Muhammad Badruddin yang pada masa mudanya bertempat di Ba’labak ini, sangat rasional dan cukup beralasan, hanya saja beliau lebih mendukung teori-teori nahwiyah yang syadz (yang diragukan). Karena itu, banyak penulis-penulis Syarah Alfiyah yang muncul pada tahun-tahun berikutnya.  Seperti Ibnu Hisyam, Ibnu Aqil, dan Al-Asymuni, dan masih banyak para ulama meralat ulang  pemikiran putra Ibnu Malik tadi. Meskipun begitu, Syarah Badrudin ini cukup menarik, sehingga banyak juga ulama besar yang menulis hasyiyah untuknya, seperti karya Ibnu Jama’ah (w.819 H), Al-‘Ainy (w.855 H), Zakaria al-Anshariy (w.191 H), Al-Sayuthi (w.911 H), Ibnu Qasim al-Abbadi (w.994 H), dan Qadli Taqiyuddin ibnu Abdulqadir al-Tamimiy (w.1005 H).

Alfiyah Banyak Terangkum Dalam Kitab Syarah, diantara penulis-penulis syarah Alfiyah lainnya, yang bisa ditampilkan dalam tulisan ini, adalah Al-Murodi, Ibnu Hisyam, Ibnu Aqil, dan Al-Asymuni.

Al-Murodi - (w.749H), menulis dua kitab syarah untuk kitab Tashil al-Fawaid dan Nazham Alfiyah, keduanya karya Ibn Malik. Meskipun syarah ini tidak popular di Indonseia, tetapi pendapat-pendapatnya banyak dikutip oleh ulama lain. Antara lain Al-Damaminy (w.827H) seorang sastrawan besar ketika menulis syarah Tashil al-Fawaid menjadikan karya Al-Murodi itu sebagai kitab rujukan. Begitu pula Al-Asymuni ketika menyusun Syarah Alfiyah dan Ibnu Hisyam ketika menyusun Al-Mughni banyak mengutip pemikiran Al-Murodi yang muridnya Abu Hayyan itu.

Ibnu Hisyam - (w.761H), adalah ahli nahwu raksasa yang karya-karyanya banyak dikagumi oleh ulama berikutnya. Di antara karya itu Syarah Alfiyah yang bernama Audlah al-Masalik yang terkenal dengan sebutan Audlah.

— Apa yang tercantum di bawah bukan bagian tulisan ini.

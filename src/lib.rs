//! Stakepool - Pooled Deposit Vault
//!
//! Custodial staking pools: each pool holds one token type in a single vault
//! controlled by an authority derived from the pool's address. Depositors
//! receive shares priced against the vault's live balance and redeem them for
//! a pro-rata slice of whatever the vault holds at withdrawal time.
//!
//! ## Components
//!
//! 1. **Pool Registry** - Pool aggregates, per-pool locking, deposit and withdraw
//! 2. **Staker Ledger** - Active positions indexed by id and by owner
//! 3. **Transfer Boundary** - Token movement behind a trait, with an in-memory ledger
//! 4. **Identity** - Signed intents proving who is calling
//! 5. **Vault Authority** - Program-derived address that alone may debit a vault

pub mod authority;
pub mod common;
pub mod identity;
pub mod ledger;
pub mod registry;
pub mod transfer;
pub mod types;

// Re-exports: registry
pub use registry::{payout_for_shares, shares_for_deposit, PoolRegistry};

// Re-exports: authority and identity
pub use authority::{VaultAuthority, VAULT_AUTHORITY_SEED};
pub use identity::{IdentityError, IdentityVerifier, Intent, OwnerProof, SignatureVerifier};

// Re-exports: transfer boundary
pub use transfer::{
    MemoryTokenLedger, TokenAccount, TransferAuthorization, TransferError, TransferRequest,
    TransferResult, TransferService,
};

// Re-exports: ledger and records
pub use ledger::{LedgerTotals, StakerLedger};
pub use types::{Pool, PoolSnapshot, StakerDetail, StakerId, TransferReceipt, WithdrawReceipt};

// Re-exports: common
pub use common::{
    init_from_config, init_logging, ConfigError, Constraint, LogLevel, StakingConfig,
    StakingError,
};
//! Common Infrastructure Module
//!
//! This module contains:
//! - Configuration loading from environment variables
//! - Structured logging setup
//! - Common error types

pub mod config;
pub mod error;
pub mod logging;

// Re-exports for convenience
pub use config::{ConfigError, StakingConfig, DEFAULT_MAX_STAKERS, DEFAULT_PROGRAM_ID};
pub use error::{Constraint, Result, StakingError};
pub use logging::{
    generate_correlation_id, init_from_config, init_logging, log_deposit_event, log_pool_event,
    log_security_event, log_withdrawal_event, ErrorDetails, EventCategory, LogEvent, LogLevel,
    LoggingError,
};
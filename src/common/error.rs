//! Common Error Types for the Staking Pool
//!
//! Every failure is all-or-nothing: when one of these is returned, no counter,
//! ledger record or transfer from the failed operation is visible.

use solana_sdk::pubkey::Pubkey;
use thiserror::Error;

use crate::transfer::TransferError;

/// Structural preconditions that can fail
#[derive(Debug, Clone, PartialEq, Eq, Error)]
pub enum Constraint {
    /// Vault is not controlled by the authority derived from the pool id
    #[error("vault owner mismatch: expected {expected}, found {found}")]
    VaultOwnerMismatch { expected: Pubkey, found: Pubkey },

    /// Vault holds a different token than the pool
    #[error("vault mint mismatch: expected {expected}, found {found}")]
    VaultMintMismatch { expected: Pubkey, found: Pubkey },

    /// Caller is not the recorded owner of the position
    #[error("owner mismatch: position owned by {recorded}, caller {caller}")]
    OwnerMismatch { recorded: Pubkey, caller: Pubkey },

    /// Owner already holds an open position in this pool
    #[error("position already open for {0}")]
    PositionAlreadyOpen(Pubkey),
}

/// Root error type for pool operations
#[derive(Debug, Error)]
pub enum StakingError {
    #[error("constraint violation: {0}")]
    ConstraintViolation(Constraint),

    #[error("Stakers cap reached (max {max})")]
    CapacityExceeded { max: u8 },

    #[error("transfer failed: {0}")]
    Transfer(#[from] TransferError),

    #[error("arithmetic overflow: {0}")]
    ArithmeticOverflow(&'static str),

    #[error("arithmetic underflow: {0}")]
    ArithmeticUnderflow(&'static str),

    #[error("invalid amount: {0}")]
    InvalidAmount(String),

    #[error("unauthorized: {0}")]
    Unauthorized(String),

    #[error("pool not found: {0}")]
    PoolNotFound(Pubkey),

    #[error("pool already exists: {0}")]
    PoolAlreadyExists(Pubkey),

    #[error("staker not found: {0}")]
    StakerNotFound(String),

    #[error("invariant violated: {0}")]
    InvariantViolated(String),

    #[error("configuration error: {0}")]
    Config(#[from] super::config::ConfigError),
}

impl StakingError {
    /// Shorthand for the owner equality failure on withdraw
    pub fn owner_mismatch(recorded: Pubkey, caller: Pubkey) -> Self {
        Self::ConstraintViolation(Constraint::OwnerMismatch { recorded, caller })
    }

    pub fn is_owner_mismatch(&self) -> bool {
        matches!(
            self,
            Self::ConstraintViolation(Constraint::OwnerMismatch { .. })
        )
    }

    pub fn is_insufficient_funds(&self) -> bool {
        matches!(self, Self::Transfer(TransferError::InsufficientFunds { .. }))
    }

    /// Pool operations are never retried automatically
    pub fn is_retryable(&self) -> bool {
        false
    }

    /// Stable error code for callers
    pub fn error_code(&self) -> &'static str {
        match self {
            StakingError::ConstraintViolation(Constraint::OwnerMismatch { .. }) => "OWNER_MISMATCH",
            StakingError::ConstraintViolation(_) => "CONSTRAINT_VIOLATION",
            StakingError::CapacityExceeded { .. } => "CAPACITY_EXCEEDED",
            StakingError::Transfer(TransferError::InsufficientFunds { .. }) => "INSUFFICIENT_FUNDS",
            StakingError::Transfer(_) => "TRANSFER_FAILURE",
            StakingError::ArithmeticOverflow(_) => "ARITHMETIC_OVERFLOW",
            StakingError::ArithmeticUnderflow(_) => "ARITHMETIC_UNDERFLOW",
            StakingError::InvalidAmount(_) => "INVALID_AMOUNT",
            StakingError::Unauthorized(_) => "UNAUTHORIZED",
            StakingError::PoolNotFound(_) => "POOL_NOT_FOUND",
            StakingError::PoolAlreadyExists(_) => "POOL_ALREADY_EXISTS",
            StakingError::StakerNotFound(_) => "STAKER_NOT_FOUND",
            StakingError::InvariantViolated(_) => "INVARIANT_VIOLATED",
            StakingError::Config(_) => "CONFIG_ERROR",
        }
    }
}

impl From<Constraint> for StakingError {
    fn from(constraint: Constraint) -> Self {
        Self::ConstraintViolation(constraint)
    }
}

/// Result type alias using StakingError
pub type Result<T> = std::result::Result<T, StakingError>;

Dalam kitab ini ia banyak menyempurnakan definisi suatu istilah yang konsepnya telah disusun oleh Ibn Malik, seperti definisi tentang tamyiz. Ia juga banyak menertibkan kaidah-kaidah yang antara satu sama lain bertemu, seperti kaidah-kaidah dalam Bab Tashrif. Tentu saja, ia tidak hanya terpaku oleh Mazhab Andalusia, tetapi juga mengutip Mazhab Kufa, Bashrah dan semacamnya. Kitab ini cukup menarik, sehingga banyak ulama besar yang menulis hasyiyahnya. Antara lain Hasyiyah Al-Sayuthi, Hasyiyah Ibn Jama’ah, Ha-syiyah Putera Ibn Hisyam sendiri, Hasyiyah Al-Ainiy, Hasyiyah Al-Karkhi, Hasyiyah Al-Sa’di al-Maliki al-Makki, dan yang menarik lagi adalah catatan kaki (ta’liq) bagi Kitab al-Taudlih yang disusun oleh Khalid ibn Abdullah al-Azhari (w. 905 H).

Ibnu 'Aqil - (w.769H), adalah ulama kelahiran Aleppo dan pernah menjabat sebagai penghulu besar di Mesir. Karya tulisnya banyak, tetapi yang terkenal adalah Syarah Alfiyah. Syarah ini sangat sederhana dan mudah dicerna oleh orang-orang pemula yang ingin mempelajari Alfiyah Ibn Malik . Ia mampu menguraikan bait-bait Alfiyah secara metodologis, sehingga terungkaplah apa yang dimaksudkan oleh Ibnu Malik pada umumnya. Penulis berpendapat, bahwa kitab ini adalah Syarah Alfiyah yang paling banyak beredar di pondok-pondok pesantren, dan banyak dibaca oleh kaum santri di Indonesia. Terhadap syarah ini, ulama berikutnya tampil untuk menulis hasyiyahnya. Antara lain Hasyiyah Ibnu al-Mayyit, Hasyiyah Athiyah al-Ajhuri, Hasyiyah al-Syuja’i, dan Hasyiyah Al-Khudhoriy.

Al-Asymuni - (w.929H), Syarah ini sangat kaya akan informasi, Syarah Alfiyah ini salah satu yang terhebat dari Manhaj al-Salik, dan sumber kutipannya sangat bervariatif. Syarah ini dapat dinilai sebagai kitab nahwu yang paling sempurna, karena memasukkan pelbagai pendapat mazhab dengan argumentasinya masing-masing. Dalam syarah ini, pendapat para penulis Syarah Alfiyah sebelumnya banyak dikutip dan dianalisa. Antara lain mengulas pendapat Putra Ibnu Malik, Al-Muradi, Ibnu Aqil, Al-Sayuthi, dan Ibnu Hisyam, bahkan dikutip pula komentar Ibnu Malik sendiri yang dituangkan dalam Syarah Al-Kafiyah, tetapi tidak dicantumkan dalam Alfiyah. Semua kutipan-kutipan itu diletakkan pada posisi yang tepat dan disajikan secara sistematis, sehingga para pembaca mudah menyelusuri suatu pendapat dari sumber aslinya.

Kitab ini memiliki banyak hasyiyah juga, antara lain: Hasyiyah Hasan ibnu Ali al-Mudabbighi, Hasyiyah Ahmad ibnu Umar al-Asqothi, Hasyiyah al-Hifni, dan Hasyiyah al-Shabban. Dalam Muqoddimah hasyiyah yang disebut akhir ini, penulisnya mencantumkan ulasan, bahwa methodenya didasarkan atas tiga unsur, yaitu:

1. Karangannya akan merangkum semua pendapat ulama nahwu yang mendahului penulis, yang terurai dalam kitab-kitab syarah al-Asymuni.

2. Karangannya akan mengulas beberapa masalah yang sering menimbulkan salah faham bagi pembaca.

3. Menyajikan komentar baru yang belum ditampilkan oleh penulis hasyiyah sebelumnya. Dengan demikian, kitab ini bisa dinilai sebagai pelengkap catatan bagi orang yang ingin mempelajari  ilmu nahwu dan sharaf.